- Required work:
Please filter the listing for the string "AuthKind" and copy each matching line.

- Exercise inputs:
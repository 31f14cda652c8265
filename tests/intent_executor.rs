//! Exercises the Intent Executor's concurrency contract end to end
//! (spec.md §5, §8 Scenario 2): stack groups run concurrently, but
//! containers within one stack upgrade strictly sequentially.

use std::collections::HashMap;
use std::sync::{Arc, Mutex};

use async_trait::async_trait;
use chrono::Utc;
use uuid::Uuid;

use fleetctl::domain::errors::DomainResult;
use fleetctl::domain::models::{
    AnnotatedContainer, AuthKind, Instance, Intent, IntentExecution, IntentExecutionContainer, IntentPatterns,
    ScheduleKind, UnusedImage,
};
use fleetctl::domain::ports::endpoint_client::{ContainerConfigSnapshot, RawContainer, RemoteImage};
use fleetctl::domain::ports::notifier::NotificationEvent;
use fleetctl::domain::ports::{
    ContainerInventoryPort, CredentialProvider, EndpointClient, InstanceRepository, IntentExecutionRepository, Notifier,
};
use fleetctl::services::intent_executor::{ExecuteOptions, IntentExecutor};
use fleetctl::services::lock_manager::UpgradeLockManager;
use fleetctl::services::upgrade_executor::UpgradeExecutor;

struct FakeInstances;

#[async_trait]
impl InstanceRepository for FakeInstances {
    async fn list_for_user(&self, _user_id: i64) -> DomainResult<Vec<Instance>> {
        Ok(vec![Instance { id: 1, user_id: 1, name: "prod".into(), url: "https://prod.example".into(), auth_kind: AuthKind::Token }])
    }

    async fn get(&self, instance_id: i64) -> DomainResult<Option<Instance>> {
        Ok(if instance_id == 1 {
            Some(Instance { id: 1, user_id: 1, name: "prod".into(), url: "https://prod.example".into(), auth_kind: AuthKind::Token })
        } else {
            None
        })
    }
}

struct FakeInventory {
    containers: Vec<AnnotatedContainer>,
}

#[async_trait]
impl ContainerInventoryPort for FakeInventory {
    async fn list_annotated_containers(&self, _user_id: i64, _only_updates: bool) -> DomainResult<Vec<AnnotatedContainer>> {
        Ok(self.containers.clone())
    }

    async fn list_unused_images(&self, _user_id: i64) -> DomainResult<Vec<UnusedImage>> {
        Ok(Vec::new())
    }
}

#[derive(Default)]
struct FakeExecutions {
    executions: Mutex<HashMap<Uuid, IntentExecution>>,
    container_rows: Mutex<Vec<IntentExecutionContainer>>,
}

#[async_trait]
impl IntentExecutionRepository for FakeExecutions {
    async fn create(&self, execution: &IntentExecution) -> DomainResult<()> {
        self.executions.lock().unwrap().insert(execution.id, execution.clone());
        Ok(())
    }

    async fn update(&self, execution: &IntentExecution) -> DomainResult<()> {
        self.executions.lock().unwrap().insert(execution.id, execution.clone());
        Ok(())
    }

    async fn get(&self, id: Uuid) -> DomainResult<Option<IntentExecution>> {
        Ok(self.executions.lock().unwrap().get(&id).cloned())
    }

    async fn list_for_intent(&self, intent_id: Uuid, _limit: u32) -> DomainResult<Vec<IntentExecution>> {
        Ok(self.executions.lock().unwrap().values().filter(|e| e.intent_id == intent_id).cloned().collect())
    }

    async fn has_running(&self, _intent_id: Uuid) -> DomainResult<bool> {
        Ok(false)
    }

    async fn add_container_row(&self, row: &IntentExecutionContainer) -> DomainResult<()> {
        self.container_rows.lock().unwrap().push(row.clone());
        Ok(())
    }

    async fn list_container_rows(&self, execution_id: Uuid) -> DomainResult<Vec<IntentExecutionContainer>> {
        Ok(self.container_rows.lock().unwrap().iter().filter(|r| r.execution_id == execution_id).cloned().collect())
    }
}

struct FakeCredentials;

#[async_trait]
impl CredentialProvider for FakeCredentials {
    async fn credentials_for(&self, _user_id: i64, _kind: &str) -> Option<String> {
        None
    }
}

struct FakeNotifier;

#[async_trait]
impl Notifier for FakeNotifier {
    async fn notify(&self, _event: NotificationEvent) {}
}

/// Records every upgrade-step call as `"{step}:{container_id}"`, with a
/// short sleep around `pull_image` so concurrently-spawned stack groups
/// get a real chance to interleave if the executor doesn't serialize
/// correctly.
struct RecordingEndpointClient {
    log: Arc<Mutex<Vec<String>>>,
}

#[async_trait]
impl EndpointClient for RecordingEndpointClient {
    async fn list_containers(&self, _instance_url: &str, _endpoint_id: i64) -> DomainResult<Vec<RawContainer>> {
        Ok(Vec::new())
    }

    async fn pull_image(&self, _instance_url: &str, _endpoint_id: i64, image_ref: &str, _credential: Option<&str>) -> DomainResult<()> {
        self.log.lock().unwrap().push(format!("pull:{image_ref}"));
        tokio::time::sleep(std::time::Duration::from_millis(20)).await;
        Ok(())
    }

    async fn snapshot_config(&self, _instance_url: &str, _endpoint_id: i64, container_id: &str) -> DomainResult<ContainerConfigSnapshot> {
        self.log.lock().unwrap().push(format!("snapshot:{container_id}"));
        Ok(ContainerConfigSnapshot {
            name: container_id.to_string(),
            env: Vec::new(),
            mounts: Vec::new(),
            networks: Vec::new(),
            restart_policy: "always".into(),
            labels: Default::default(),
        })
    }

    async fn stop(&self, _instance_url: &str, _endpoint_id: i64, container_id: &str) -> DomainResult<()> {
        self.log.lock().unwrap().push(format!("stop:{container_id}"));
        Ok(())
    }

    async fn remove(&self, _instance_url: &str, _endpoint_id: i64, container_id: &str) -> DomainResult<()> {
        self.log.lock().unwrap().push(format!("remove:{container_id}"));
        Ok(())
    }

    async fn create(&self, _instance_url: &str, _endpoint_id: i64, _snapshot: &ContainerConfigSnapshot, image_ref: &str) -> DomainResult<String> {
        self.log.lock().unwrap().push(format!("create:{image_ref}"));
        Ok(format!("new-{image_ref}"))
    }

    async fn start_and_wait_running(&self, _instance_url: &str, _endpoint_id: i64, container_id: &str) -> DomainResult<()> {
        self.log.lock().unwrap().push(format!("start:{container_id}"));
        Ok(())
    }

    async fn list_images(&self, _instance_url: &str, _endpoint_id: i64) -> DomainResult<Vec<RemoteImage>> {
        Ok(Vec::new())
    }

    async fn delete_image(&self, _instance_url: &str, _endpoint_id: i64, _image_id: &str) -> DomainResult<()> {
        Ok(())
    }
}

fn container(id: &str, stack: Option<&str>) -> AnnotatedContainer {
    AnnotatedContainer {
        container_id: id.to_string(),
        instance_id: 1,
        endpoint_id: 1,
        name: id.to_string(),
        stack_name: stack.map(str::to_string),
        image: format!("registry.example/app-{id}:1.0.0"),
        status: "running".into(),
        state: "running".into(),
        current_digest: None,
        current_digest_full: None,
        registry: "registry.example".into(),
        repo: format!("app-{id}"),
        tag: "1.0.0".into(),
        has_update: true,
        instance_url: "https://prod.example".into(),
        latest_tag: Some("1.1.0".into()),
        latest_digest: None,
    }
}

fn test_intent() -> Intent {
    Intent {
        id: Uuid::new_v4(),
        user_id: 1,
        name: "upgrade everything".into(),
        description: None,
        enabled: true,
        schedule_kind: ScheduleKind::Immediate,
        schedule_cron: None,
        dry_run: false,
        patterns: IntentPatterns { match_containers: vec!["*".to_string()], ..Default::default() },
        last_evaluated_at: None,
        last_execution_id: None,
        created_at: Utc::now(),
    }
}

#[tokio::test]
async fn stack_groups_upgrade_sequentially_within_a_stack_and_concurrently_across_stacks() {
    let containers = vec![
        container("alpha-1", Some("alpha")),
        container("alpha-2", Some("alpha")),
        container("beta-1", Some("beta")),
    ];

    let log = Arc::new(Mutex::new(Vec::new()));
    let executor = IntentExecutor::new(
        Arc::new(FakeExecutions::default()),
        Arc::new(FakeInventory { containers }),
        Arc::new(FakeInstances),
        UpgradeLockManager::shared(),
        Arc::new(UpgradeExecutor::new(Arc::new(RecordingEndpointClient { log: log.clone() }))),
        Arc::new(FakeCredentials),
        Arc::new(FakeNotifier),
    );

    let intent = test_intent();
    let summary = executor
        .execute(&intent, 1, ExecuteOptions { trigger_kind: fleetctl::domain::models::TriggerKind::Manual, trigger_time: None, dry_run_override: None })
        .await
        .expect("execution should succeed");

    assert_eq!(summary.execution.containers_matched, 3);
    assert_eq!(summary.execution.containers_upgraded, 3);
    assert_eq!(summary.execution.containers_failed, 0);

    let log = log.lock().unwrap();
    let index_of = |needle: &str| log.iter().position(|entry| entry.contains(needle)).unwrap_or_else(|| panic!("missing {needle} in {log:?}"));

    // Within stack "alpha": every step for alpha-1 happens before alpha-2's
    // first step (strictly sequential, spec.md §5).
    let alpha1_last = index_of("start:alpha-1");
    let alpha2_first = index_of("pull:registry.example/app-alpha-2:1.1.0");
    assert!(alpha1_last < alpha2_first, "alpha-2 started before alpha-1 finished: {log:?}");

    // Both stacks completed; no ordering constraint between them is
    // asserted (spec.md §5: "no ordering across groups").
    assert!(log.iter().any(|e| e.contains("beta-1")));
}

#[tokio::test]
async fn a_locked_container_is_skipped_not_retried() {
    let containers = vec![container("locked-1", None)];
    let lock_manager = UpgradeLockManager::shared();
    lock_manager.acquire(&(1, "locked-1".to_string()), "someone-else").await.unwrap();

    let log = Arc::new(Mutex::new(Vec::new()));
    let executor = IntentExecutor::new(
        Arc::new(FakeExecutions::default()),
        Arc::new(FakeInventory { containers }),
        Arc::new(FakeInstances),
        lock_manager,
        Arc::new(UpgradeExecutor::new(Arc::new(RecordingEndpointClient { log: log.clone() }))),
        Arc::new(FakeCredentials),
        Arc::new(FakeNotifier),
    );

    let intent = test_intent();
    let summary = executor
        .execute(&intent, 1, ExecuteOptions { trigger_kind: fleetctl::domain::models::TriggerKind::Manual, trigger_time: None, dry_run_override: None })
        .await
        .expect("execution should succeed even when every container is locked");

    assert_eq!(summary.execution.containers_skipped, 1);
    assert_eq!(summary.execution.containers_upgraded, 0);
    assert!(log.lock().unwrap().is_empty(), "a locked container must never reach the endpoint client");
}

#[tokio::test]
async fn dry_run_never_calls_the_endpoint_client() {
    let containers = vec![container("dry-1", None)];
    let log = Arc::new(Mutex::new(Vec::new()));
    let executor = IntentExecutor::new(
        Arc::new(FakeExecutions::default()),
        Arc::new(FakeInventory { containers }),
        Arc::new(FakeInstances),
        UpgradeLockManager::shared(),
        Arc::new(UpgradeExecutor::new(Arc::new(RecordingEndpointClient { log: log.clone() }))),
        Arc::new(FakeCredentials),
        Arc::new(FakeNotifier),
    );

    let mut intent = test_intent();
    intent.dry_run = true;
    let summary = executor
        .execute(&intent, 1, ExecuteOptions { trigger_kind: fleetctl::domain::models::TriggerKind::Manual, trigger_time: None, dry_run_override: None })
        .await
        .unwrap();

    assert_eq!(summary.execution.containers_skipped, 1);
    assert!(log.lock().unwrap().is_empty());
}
...
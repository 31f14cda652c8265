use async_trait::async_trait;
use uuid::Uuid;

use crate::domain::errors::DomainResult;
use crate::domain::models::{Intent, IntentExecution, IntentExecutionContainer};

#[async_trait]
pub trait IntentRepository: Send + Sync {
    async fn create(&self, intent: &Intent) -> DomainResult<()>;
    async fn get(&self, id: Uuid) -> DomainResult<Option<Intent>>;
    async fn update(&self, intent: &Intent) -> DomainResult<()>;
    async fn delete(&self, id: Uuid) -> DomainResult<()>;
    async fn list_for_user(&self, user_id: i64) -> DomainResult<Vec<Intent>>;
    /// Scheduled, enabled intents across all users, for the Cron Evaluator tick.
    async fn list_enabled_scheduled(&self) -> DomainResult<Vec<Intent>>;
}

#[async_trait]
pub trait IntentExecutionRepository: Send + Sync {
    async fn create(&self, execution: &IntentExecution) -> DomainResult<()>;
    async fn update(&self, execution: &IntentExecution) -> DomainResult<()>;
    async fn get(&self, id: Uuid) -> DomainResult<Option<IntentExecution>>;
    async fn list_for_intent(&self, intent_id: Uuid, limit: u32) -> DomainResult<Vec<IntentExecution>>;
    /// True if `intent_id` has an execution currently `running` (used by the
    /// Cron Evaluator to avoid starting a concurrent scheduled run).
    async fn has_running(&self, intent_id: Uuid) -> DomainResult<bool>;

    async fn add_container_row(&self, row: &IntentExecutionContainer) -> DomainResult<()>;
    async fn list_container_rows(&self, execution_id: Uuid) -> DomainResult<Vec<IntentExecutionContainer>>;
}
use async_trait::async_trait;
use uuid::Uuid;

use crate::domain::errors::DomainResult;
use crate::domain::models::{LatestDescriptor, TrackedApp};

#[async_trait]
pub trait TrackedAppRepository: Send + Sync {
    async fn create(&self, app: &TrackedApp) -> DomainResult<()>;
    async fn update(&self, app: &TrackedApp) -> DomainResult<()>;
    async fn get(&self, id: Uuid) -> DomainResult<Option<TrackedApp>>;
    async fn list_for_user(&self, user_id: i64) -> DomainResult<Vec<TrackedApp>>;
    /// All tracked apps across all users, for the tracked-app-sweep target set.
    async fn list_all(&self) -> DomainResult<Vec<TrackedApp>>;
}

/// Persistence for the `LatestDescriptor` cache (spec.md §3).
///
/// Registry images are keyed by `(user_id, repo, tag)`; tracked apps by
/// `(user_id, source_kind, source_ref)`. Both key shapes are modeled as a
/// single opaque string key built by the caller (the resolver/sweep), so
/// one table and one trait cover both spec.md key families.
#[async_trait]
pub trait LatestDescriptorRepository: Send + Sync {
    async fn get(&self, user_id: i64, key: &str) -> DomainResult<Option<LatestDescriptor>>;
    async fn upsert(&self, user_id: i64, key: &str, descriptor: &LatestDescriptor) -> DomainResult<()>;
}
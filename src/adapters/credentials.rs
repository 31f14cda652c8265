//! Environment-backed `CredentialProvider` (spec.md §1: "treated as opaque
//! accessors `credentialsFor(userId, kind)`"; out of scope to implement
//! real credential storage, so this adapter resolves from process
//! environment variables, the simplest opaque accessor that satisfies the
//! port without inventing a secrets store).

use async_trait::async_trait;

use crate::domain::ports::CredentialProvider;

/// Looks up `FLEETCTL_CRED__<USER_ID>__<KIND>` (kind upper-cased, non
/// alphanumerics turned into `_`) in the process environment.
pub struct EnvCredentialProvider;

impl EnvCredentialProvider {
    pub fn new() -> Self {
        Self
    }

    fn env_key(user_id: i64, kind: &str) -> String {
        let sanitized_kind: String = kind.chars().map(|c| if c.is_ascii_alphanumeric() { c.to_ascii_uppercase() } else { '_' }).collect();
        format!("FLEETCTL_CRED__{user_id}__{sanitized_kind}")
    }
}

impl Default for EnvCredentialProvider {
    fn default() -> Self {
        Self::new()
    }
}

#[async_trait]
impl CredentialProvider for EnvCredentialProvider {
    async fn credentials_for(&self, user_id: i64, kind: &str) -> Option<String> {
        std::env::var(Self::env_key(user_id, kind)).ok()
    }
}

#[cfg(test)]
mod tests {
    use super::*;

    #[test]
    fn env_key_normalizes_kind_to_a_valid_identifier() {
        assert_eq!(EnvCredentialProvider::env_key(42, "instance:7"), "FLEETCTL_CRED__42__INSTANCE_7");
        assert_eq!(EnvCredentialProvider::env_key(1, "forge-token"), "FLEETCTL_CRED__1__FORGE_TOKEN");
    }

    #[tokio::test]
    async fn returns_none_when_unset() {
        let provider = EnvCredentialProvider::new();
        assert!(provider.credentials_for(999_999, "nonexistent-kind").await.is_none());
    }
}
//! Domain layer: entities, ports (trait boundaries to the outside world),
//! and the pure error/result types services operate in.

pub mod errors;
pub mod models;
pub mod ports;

- Task response:
    AnnotatedContainer, AuthKind, Instance, Intent, IntentExecution, IntentExecutionContainer, IntentPatterns,
        Ok(vec![Instance { id: 1, user_id: 1, name: "prod".into(), url: "https://prod.example".into(), auth_kind: AuthKind::Token }])
            Some(Instance { id: 1, user_id: 1, name: "prod".into(), url: "https://prod.example".into(), auth_kind: AuthKind::Token })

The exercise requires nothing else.